We have several different drugs in the PARP inhibitor options, as you know. We have them in the women’s malignancies world, we have at least three of them approved for ovarian cancer and two of them approved already for the use in breast cancer metastatic disease. The two of them for breast cancer are olaparib and talazoparib, both of them showing efficacy in terms of progression free survival, especially in patients with germline mutation in the BRCA gene in triple negative breast cancer.
The main challenge that has come in with lots of development of new drugs that are developed is to find specifically what’s the population that responds better or that will be the target marker that will make that useful when you use that drug for a group. In triple negatives we have the germinal mutation in the BRCA but we know that there are other patients in the triple negative group that can respond to PARP, we just have to identify them better. Potentially they will be the ones that have alterations in the repair pathway.
Is there an association or relationship with brain metastasis and PARP inhibitors?
There is actually. There is some research in the use of PARP inhibitors in brain metastases ongoing. Some of them don’t penetrate very well the brain but some of them may do that and we are looking into it. There are a couple of pre-clinical studies trying to look into that. So the potential is there.
Could you explain some of the studies that are going on right now?
So for PARP inhibitors we don’t have any specific one. We have other types of trials going on for brain metastases. I think it’s more the investigation of potential penetration in the brain mets that is ongoing.
What main areas should clinicians or researchers focus on in the development of PARP inhibitors?
The main areas are now to use that in combination with other drugs to improve the effectiveness of that. Because we see that we have, for example, the progression free survival when we look at the trials in the triple negative patients with BRCA mutation you see that there are increases in three months, for example, in progression free survival, overall survival is still an open question. But we could have an improvement in those in that progression free survival, maybe in response.
We have data that it could be combined, it’s very well tolerated so it could be combined to other drugs easily. One of the ideas is combining, and we saw some responses on that, with immune therapeutic drugs, PD-L1 inhibitors for example. So that’s one area that could be and is already under development in that sense.
Also the use in other areas, not only metastatic disease but also seeing the effect in the neoadjuvant disease or adjuvant use of that and we have trials going on. Still not reporting in results, final results, but they are ongoing now.
The official recommendation for the PARP inhibitors as we have now which is, as we said, the two approved ones by the FDA, the talazoparib and the olaparib, that generally are well tolerated and the recommendation is triple negative patients with BRCA mutations, when they are metastatic disease if they receive less lines of chemotherapy the better because we even saw the recent results. It’s an exploratory result but the overall survival may be improved with olaparib in patients that received one line or less in the metastatic disease.

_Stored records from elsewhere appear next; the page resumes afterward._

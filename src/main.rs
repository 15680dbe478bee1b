//! desktop-notify - desktop notifications with consistent icons
//!
//! Sends a notification through the best available backend:
//! - dunstify, with interactive actions
//! - the terminal, when no notification daemon is running

use std::path::Path;
use std::sync::Arc;

use anyhow::{bail, Result};
use clap::{CommandFactory, Parser};

use desktop_notify::cli::{Cli, Commands, Display, ResolveArgs, SendArgs};
use desktop_notify::{Notifier, Settings};

/// Main entry point
#[tokio::main(flavor = "current_thread")]
async fn main() {
    // Parse command line arguments
    let cli = Cli::parse();

    let settings = match load_settings(cli.config.as_deref()) {
        Ok(settings) => settings,
        Err(e) => {
            Display::show_error(&e.to_string());
            eprintln!("  Hint: {}", e.suggestion());
            std::process::exit(1);
        }
    };

    // Initialize logging
    init_tracing(&settings.log_level, cli.verbose);

    // Execute command
    match execute(cli, settings).await {
        Ok(true) => {}
        Ok(false) => std::process::exit(1),
        Err(e) => {
            Display::show_error(&e.to_string());
            std::process::exit(1);
        }
    }
}

/// Loads settings from `path`, or from the default locations.
fn load_settings(path: Option<&Path>) -> Result<Settings, desktop_notify::ConfigError> {
    match path {
        Some(path) => {
            let mut settings = Settings::load_from(&[path.to_path_buf()])?;
            settings.apply_env_overrides(std::env::vars())?;
            Ok(settings)
        }
        None => Settings::load(),
    }
}

/// Initializes the tracing subscriber for logging.
fn init_tracing(level: &str, verbose: bool) {
    use tracing_subscriber::{fmt, EnvFilter};

    let default_level = if verbose { "debug" } else { level };
    let filter = EnvFilter::try_from_default_env()
        .or_else(|_| EnvFilter::try_new(default_level))
        .unwrap_or_else(|_| EnvFilter::new("warn"));

    fmt()
        .with_env_filter(filter)
        .with_target(false)
        .without_time()
        .with_writer(std::io::stderr)
        .init();
}

/// Executes the CLI command. Returns false when the command should exit 1.
async fn execute(cli: Cli, settings: Settings) -> Result<bool> {
    if cli.verbose {
        tracing::info!("Verbose mode enabled");
    }

    let command = match cli.command {
        Some(command) => command,
        None => {
            // No command provided, show help
            Cli::command().print_help()?;
            return Ok(true);
        }
    };

    if let Commands::Completions { shell } = command {
        generate_completions(shell);
        return Ok(true);
    }

    let notifier = Arc::new(Notifier::new(settings));

    match command {
        Commands::Send(args) => return send(&notifier, args).await,
        Commands::Check => {
            Display::show_check(
                &notifier.current_backend(),
                &notifier.current_icon_set(),
                notifier.engine().is_all_or_nothing(),
            );
        }
        Commands::Backends => {
            Display::show_backends(&notifier.registry().list_all(), &notifier.current_backend());
        }
        Commands::IconSets { preview } => {
            let engine = notifier.engine();
            let sets: Vec<_> = engine
                .list_sets()
                .into_iter()
                .map(|set| {
                    let icons = match preview {
                        Some(limit) if set.available => {
                            engine.preview(&set.name, limit).unwrap_or_default()
                        }
                        _ => Vec::new(),
                    };
                    (set, icons)
                })
                .collect();
            Display::show_icon_sets(&sets, &engine.active_icon_set());
        }
        Commands::Resolve(args) => resolve(&notifier, &args)?,
        Commands::Completions { .. } => {}
    }

    Ok(true)
}

/// Sends one notification; Ctrl-C ends an interactive wait with no response.
async fn send(notifier: &Arc<Notifier>, args: SendArgs) -> Result<bool> {
    if let Some(backend) = &args.backend {
        if !notifier.switch_backend(backend) {
            bail!("Backend '{}' is not available", backend);
        }
    }

    if let Some(set) = &args.icon_set {
        if let Err(e) = notifier.engine().activate_icon_set(set) {
            eprintln!(
                "Warning: {}; using '{}' ({})",
                e,
                notifier.current_icon_set(),
                e.suggestion()
            );
        }
    }

    let request = args.to_request();
    let interactive = request.has_actions();
    let outcome = tokio::select! {
        outcome = notifier.send_async(request) => outcome,
        _ = tokio::signal::ctrl_c(), if interactive => {
            tracing::debug!("Interrupted; cancelling the wait");
            desktop_notify::SendOutcome::no_response()
        }
    };

    let backend = notifier
        .last_report()
        .map(|report| report.backend)
        .unwrap_or_else(|| notifier.current_backend());

    if args.json {
        if let Some(report) = notifier.last_report() {
            println!("{}", report.to_json()?);
        }
    } else {
        Display::show_outcome(&outcome, &backend);
    }

    Ok(!outcome.is_failed())
}

/// Resolves an icon name and prints where it came from.
fn resolve(notifier: &Notifier, args: &ResolveArgs) -> Result<()> {
    let engine = notifier.engine();
    let allow_fallback = !args.no_fallback;
    let icon = match &args.icon_set {
        Some(set) => engine.resolve_with(set, &args.name, allow_fallback)?,
        None => engine.resolve(&args.name, allow_fallback),
    };

    if args.json {
        println!("{}", serde_json::to_string_pretty(&icon)?);
    } else {
        Display::show_resolution(&icon);
    }
    Ok(())
}

/// Generates shell completion scripts.
fn generate_completions(shell: clap_complete::Shell) {
    use clap_complete::generate;
    use std::io;

    let mut cmd = Cli::command();
    let bin_name = cmd.get_name().to_string();
    generate(shell, &mut cmd, bin_name, &mut io::stdout());
}

// ============================================================================
// Tests
// ============================================================================

#[cfg(test)]
mod tests {
    use super::*;
    use std::io::Write;

    #[test]
    fn test_cli_parse_no_args() {
        let cli = Cli::parse_from(["desktop-notify"]);
        assert!(cli.command.is_none());
    }

    #[test]
    fn test_cli_parse_check() {
        let cli = Cli::parse_from(["desktop-notify", "check"]);
        assert!(matches!(cli.command, Some(Commands::Check)));
    }

    #[test]
    fn test_cli_parse_verbose() {
        let cli = Cli::parse_from(["desktop-notify", "--verbose", "backends"]);
        assert!(cli.verbose);
    }

    #[test]
    fn test_load_settings_from_explicit_file() {
        let mut file = tempfile::NamedTempFile::new().unwrap();
        writeln!(file, "timeout_ms = 1234").unwrap();

        let settings = load_settings(Some(file.path())).unwrap();
        assert_eq!(settings.timeout_ms, 1234);
    }

    #[test]
    fn test_load_settings_rejects_bad_file() {
        let mut file = tempfile::NamedTempFile::new().unwrap();
        writeln!(file, "timeout_ms = \"soon\"").unwrap();

        assert!(load_settings(Some(file.path())).is_err());
    }
}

Here at ASCO now we have some studies reporting on extra results or extra analyses on the talazoparib and the olaparib that will be presented tomorrow, mainly, and Monday. Not any result in terms of progression free or anything like that but more results in the correlative analysis that they did in those trials. So those are the ones that we are waiting to see in the next two days.
We have at least five agents in the group for PARP inhibitors and all of them have in some way been tested in the breast cancer. As we mentioned before, the more successful ones or the ones that came first are the talazoparib and the olaparib, so we have some data on that as I talked before about when they are used and approved for use. We have other agents that have phase II or initial evaluations or even pre-clinical evaluations like rucaparib, veliparib, that are being evaluated and we still don’t have any analysis or result that is leading to approval. But it could come up with some specific results because these agents, though they are the same type, subtype, of drug or the same target, they have a different profile of side effects and potentially extent of action that could be combined to other drugs.